In the study, the median scores of participants that used that used CAM were significantly higher
under the following domains: General health perception, physical function, social function,
cognitive function, pain, overall quality of life, and health transitions this might be due to the fact
that majority of CAM users took dietary supplements, which as stated previously holds a lot of
benefits for people living with HIV. However, the median score of the quality of live was
significantly lower in only the energy/fatigue dimension this might be due to the physical toll it
takes to keep up with the various forms of CAM use.
CHAPTER SIX: CONCLUSION AND RECOMMENDATIONS
6.0 CONCLUSION
This study has revealed that a significant proportion (176 – 50.3%) of participants used CAM
with the most common CAM being dietary supplements, and 21 stated to use herbal based CAM,
however, very few participants know about drug interactions of CAM and 11 participants used
CAM to substitute HIV medications. 45 participants did not reveal their CAM use to their
doctors indicating a strain in doctor-patient communication. CAM use can be beneficial on the
quality of life of people living with HIV when used in a safe and regulated way.

6.1 RECOMMENDATIONS
6.1.0 GENERAL RECCOMENDATIONS
CAM use has been shown to be significant among participants in this study and might reflect an
even larger proportion in the general population, hence, there is need to create awareness on
CAM use such as with herbal drugs which can have negative effect on people and on the fact that
CAM does not substitute antiretroviral therapy. There is also a need to strengthen doctor patient
rapport especially with patients living with HIV, which will allow patients to disclose more
information on addition therapies (whether non-medical or not) they would have been taken.
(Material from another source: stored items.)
use serde::{Deserialize, Serialize};

use crate::conversations::models::MessageSettings;
use crate::entities::{EntityId, FolderPath};

/// State that survives restarts on this machine only.
#[derive(Debug, Clone, Default, PartialEq, Serialize, Deserialize)]
#[serde(rename_all = "camelCase")]
pub struct LocalSettings {
    /// Settings of the last conversation a message was sent from; new conversations start from them.
    #[serde(default)]
    pub last_conversation_settings: Option<MessageSettings>,
    #[serde(default)]
    pub recent_model_ids: Vec<String>,
    #[serde(default)]
    pub installed_model_ids: Vec<String>,
    #[serde(default)]
    pub selected_conversation_ids: Vec<EntityId>,
    #[serde(default)]
    pub collapsed_folder_ids: Vec<FolderPath>,
}

impl LocalSettings {
    pub fn new() -> Self {
        Self::default()
    }

    /// Store a selection; unsaved conversations do not outlive the session.
    pub fn set_selection(&mut self, ids: &[EntityId]) {
        self.selected_conversation_ids = ids.iter().filter(|id| !id.is_local()).cloned().collect();
    }
}

#[cfg(test)]
mod tests {
    use super::*;
    use crate::entities::ApiKind;

    #[test]
    fn test_selection_skips_local_ids() {
        let own = EntityId::new(FolderPath::root(ApiKind::Conversations, "u"), "a");
        let local = EntityId::new(FolderPath::local_root(ApiKind::Conversations), "b");
        let mut settings = LocalSettings::new();
        settings.set_selection(&[local, own.clone()]);
        assert_eq!(settings.selected_conversation_ids, vec![own]);
    }

    #[test]
    fn test_missing_fields_default() {
        let settings: LocalSettings = serde_json::from_str(r#"{"recentModelIds":["m"]}"#).unwrap();
        assert_eq!(settings.recent_model_ids, vec!["m"]);
        assert!(settings.last_conversation_settings.is_none());
    }
}
use std::path::PathBuf;

use super::json_file::{config_file_path, read_json_or_default, write_json_atomic};
use super::local_settings_repository::LocalSettingsRepository;
use crate::repositories::{BoxFuture, RepositoryResult};
use crate::settings::models::LocalSettings;

pub struct LocalSettingsJsonRepository {
    file_path: PathBuf,
}

impl LocalSettingsJsonRepository {
    /// Create repository with XDG-compliant path
    pub fn new() -> RepositoryResult<Self> {
        Ok(Self {
            file_path: config_file_path("local_settings.json")?,
        })
    }

    /// Create repository with custom path (for testing)
    pub fn with_path(file_path: PathBuf) -> Self {
        Self { file_path }
    }
}

impl LocalSettingsRepository for LocalSettingsJsonRepository {
    fn load(&self) -> BoxFuture<'static, RepositoryResult<LocalSettings>> {
        let path = self.file_path.clone();
        Box::pin(async move { read_json_or_default(&path).await })
    }

    fn save(&self, settings: LocalSettings) -> BoxFuture<'static, RepositoryResult<()>> {
        let path = self.file_path.clone();
        Box::pin(async move { write_json_atomic(&path, &settings).await })
    }
}
use futures::StreamExt;
use tokio_util::sync::CancellationToken;
use tracing::{debug, info, warn};

use crate::app::EpicContext;
use crate::conversations::ConversationAction;
use crate::conversations::models::{Conversation, ConversationPatch, Message, Rating};
use crate::conversations::services::{ChatRequest, ChatStreamError};
use crate::entities::EntityId;
use crate::entities::naming::{
    DEFAULT_CONVERSATION_NAME, is_default_name, name_from_first_message, unique_name,
};
use crate::settings::actions::ModelsAction;

const SAVE_FAILED_MESSAGE: &str = "Failed to save conversation.";

/// Start a send session over every selected conversation.
pub fn send_messages(ctx: &EpicContext, message: &Message, delete_count: usize) {
    ctx.dispatch(ConversationAction::CreateAbortController(
        CancellationToken::new(),
    ));
    let ids = ctx.read(|s| s.conversations.selected_ids.clone());
    for id in ids {
        ctx.dispatch(ConversationAction::SendMessage {
            id,
            message: message.clone(),
            delete_count,
            active_replay_index: None,
        });
    }
}

/// Id an unsaved conversation is stored under once it has its first exchange.
///
/// A default name is replaced by one derived from the first message.
fn promoted_id(ctx: &EpicContext, id: &EntityId, message: &Message) -> Option<EntityId> {
    if !id.is_local() {
        return None;
    }
    ctx.read(|s| {
        let conversation = s.conversations.conversation(id)?;
        let first_exchange = conversation.messages.iter().filter(|m| m.is_user()).count() == 1;
        let name = if first_exchange && is_default_name(&conversation.name, DEFAULT_CONVERSATION_NAME) {
            name_from_first_message(&message.content)
        } else {
            conversation.name.clone()
        };

        let target = id.promoted(s.conversations.bucket());
        let taken: Vec<String> = s
            .conversations
            .conversations
            .iter()
            .filter(|c| c.folder_id() == target.folder() && &c.id != id)
            .map(|c| c.name.clone())
            .collect();
        Some(target.with_name(unique_name(&name, taken.iter().map(String::as_str))))
    })
}

/// The exchange is already in the state. An unsaved conversation is stored under
/// its promoted id before the answer is requested.
pub fn send_message(ctx: &EpicContext, id: &EntityId, message: &Message) {
    let Some(new_id) = promoted_id(ctx, id, message) else {
        ctx.dispatch(ConversationAction::StreamMessage { id: id.clone() });
        return;
    };

    let Some(previous) = ctx.read(|s| s.conversations.conversation(id).cloned()) else {
        return;
    };
    let patch = ConversationPatch {
        id: Some(new_id.clone()),
        ..ConversationPatch::default()
    };
    let mut body = previous.clone();
    patch.apply(&mut body);
    ctx.dispatch(ConversationAction::UpdateConversationSuccess {
        id: id.clone(),
        conversation: patch,
    });

    let task_ctx = ctx.clone();
    ctx.spawn(async move {
        let ctx = task_ctx;
        match ctx.services().conversations.create(body).await {
            Ok(stored) => {
                info!(id = %stored.encode(), "Conversation stored");
                ctx.dispatch(ConversationAction::SaveConversationSuccess { id: new_id.clone() });
                ctx.dispatch(ConversationAction::StreamMessage { id: new_id });
            }
            Err(e) => {
                warn!(id = %new_id.encode(), error = ?e, "Failed to store new conversation");
                ctx.report(&e, SAVE_FAILED_MESSAGE);
                let local_id = previous.id.clone();
                ctx.dispatch(ConversationAction::UpdateConversationFail {
                    id: new_id,
                    previous: Box::new(previous),
                });
                ctx.dispatch(ConversationAction::StreamMessageFail {
                    id: local_id,
                    error: ChatStreamError::Client(SAVE_FAILED_MESSAGE.to_string()),
                });
            }
        }
    });
}

/// Stream the answer for the conversation's trailing placeholder, then persist it.
pub fn stream_message(ctx: &EpicContext, id: &EntityId) {
    let prepared = ctx.read(|s| {
        let conversation = s.conversations.conversation(id)?;
        let features = s.models.features(&conversation.model.id);
        let request =
            ChatRequest::from_conversation(conversation, &features, ctx.config().default_temperature);
        Some((
            request,
            conversation.model.id.clone(),
            s.conversations.abort_scope.clone(),
        ))
    });
    let Some((request, model_id, cancel)) = prepared else {
        return;
    };

    let id = id.clone();
    let task_ctx = ctx.clone();
    ctx.spawn(async move {
        let ctx = task_ctx;
        match run_stream(&ctx, &id, &request, cancel).await {
            Ok(()) => {
                debug!(id = %id.encode(), "Stream finished");
                ctx.dispatch(ConversationAction::StreamMessageSuccess { id: id.clone() });
                ctx.dispatch(ModelsAction::UpdateRecentModels { model_id });
            }
            Err(ChatStreamError::Aborted) => {
                debug!(id = %id.encode(), "Stream aborted");
                ctx.dispatch(ConversationAction::StreamMessageAborted { id: id.clone() });
            }
            Err(error) => {
                warn!(id = %id.encode(), error = %error, "Stream failed");
                if error == ChatStreamError::Unauthorized {
                    ctx.auth_required();
                }
                ctx.notify_error(error.user_message());
                ctx.dispatch(ConversationAction::StreamMessageFail {
                    id: id.clone(),
                    error,
                });
            }
        }
        ctx.dispatch(ConversationAction::SaveConversation { id });
    });
}

async fn run_stream(
    ctx: &EpicContext,
    id: &EntityId,
    request: &ChatRequest,
    cancel: CancellationToken,
) -> Result<(), ChatStreamError> {
    let mut deltas = ctx
        .services()
        .chat
        .stream_chat(request, ctx.config().stream_idle_timeout(), cancel)
        .await?;
    while let Some(delta) = deltas.next().await {
        ctx.dispatch(ConversationAction::MergeMessage {
            id: id.clone(),
            chunk: delta?,
        });
    }
    Ok(())
}

/// Cancel every stream of the current session; a running replay pauses.
pub fn stop_streaming(ctx: &EpicContext) {
    let (scope, replaying) = ctx.read(|s| {
        (
            s.conversations.abort_scope.clone(),
            s.conversations
                .selected_conversations()
                .iter()
                .any(|c| c.is_replay()),
        )
    });
    scope.cancel();
    if replaying {
        ctx.dispatch(ConversationAction::StopReplayConversation);
    }
}

/// Resend the last user message of every selected conversation, dropping what followed it.
pub fn regenerate(ctx: &EpicContext) {
    let resends: Vec<(EntityId, Message, usize)> = ctx.read(|s| {
        s.conversations
            .selected_conversations()
            .into_iter()
            .filter(|c| !c.is_message_streaming)
            .filter_map(last_user_turn)
            .collect()
    });
    if resends.is_empty() {
        return;
    }

    ctx.dispatch(ConversationAction::CreateAbortController(
        CancellationToken::new(),
    ));
    for (id, message, delete_count) in resends {
        ctx.dispatch(ConversationAction::SendMessage {
            id,
            message,
            delete_count,
            active_replay_index: None,
        });
    }
}

fn last_user_turn(conversation: &Conversation) -> Option<(EntityId, Message, usize)> {
    let index = conversation.messages.iter().rposition(Message::is_user)?;
    let mut message = conversation.messages[index].clone();
    message.settings = None;
    Some((
        conversation.id.clone(),
        message,
        conversation.messages.len() - index,
    ))
}

/// Send the rating for an answer; the optimistic value is rolled back on failure.
pub fn rate(
    ctx: &EpicContext,
    id: &EntityId,
    message_index: usize,
    rating: Option<Rating>,
    previous: Option<Conversation>,
) {
    let previous_rating = previous
        .as_ref()
        .and_then(|c| c.messages.get(message_index))
        .and_then(|m| m.like);
    let target = ctx.read(|s| {
        let conversation = s.conversations.conversation(id)?;
        let message = conversation.messages.get(message_index)?;
        let model_id = message
            .model
            .as_ref()
            .map(|m| m.id.clone())
            .unwrap_or_else(|| conversation.model.id.clone());
        Some((model_id, message.response_id.clone()))
    });
    let Some((model_id, response_id)) = target else {
        return;
    };

    let (Some(rating), Some(response_id)) = (rating, response_id) else {
        ctx.dispatch(ConversationAction::RateMessageSuccess {
            id: id.clone(),
            message_index,
        });
        ctx.dispatch(ConversationAction::SaveConversation { id: id.clone() });
        return;
    };

    let id = id.clone();
    let task_ctx = ctx.clone();
    ctx.spawn(async move {
        let ctx = task_ctx;
        let result = ctx
            .services()
            .chat
            .rate(&id.encode(), &model_id, &response_id, rating.as_bool())
            .await;
        match result {
            Ok(()) => {
                ctx.dispatch(ConversationAction::RateMessageSuccess {
                    id: id.clone(),
                    message_index,
                });
                ctx.dispatch(ConversationAction::SaveConversation { id });
            }
            Err(e) => {
                warn!(id = %id.encode(), error = ?e, "Failed to rate message");
                if e.is_unauthorized() {
                    ctx.auth_required();
                }
                ctx.notify_error("Failed to rate the message.");
                ctx.dispatch(ConversationAction::RateMessageFail {
                    id,
                    message_index,
                    previous: previous_rating,
                });
            }
        }
    });
}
6.1.1 RECOMMENDATIONS FOR FURTHER RESEARCH


There is the need for more research of CAM use among people living with HIV. Especially on
the effect of the quantity of CAM (in the case of drugs or supplement or special foods) and the
effect on the quality of life over a longer period of time. Also this research was conducted in
only two medical facilities both located in Freetown, Sierra Leone, it is recommendable to do
similar research in other medical facilities both in and out of Freetown to get a broader view on
the prevalence and effect of CAM use among participants.

6.1.2 RECOMMENDATIONS FOR POLICIES


Presently in Sierra Leone, antiretroviral medications are offered freely to people living with HIV.
However, other complementary medications which may be required in the management of other
resulting morbidities associated with HIV is not provided. It is therefore recommendable, that
policies are put in place to ensure that people living with HIV are specifically catered for by
providing free complementary medications in addition to Anti-retroviral drugs. Also, mass
awareness protocols must be put in place to teach people living with HIV on the harmful effects
of some CAM and the correct and safe way to use CAM.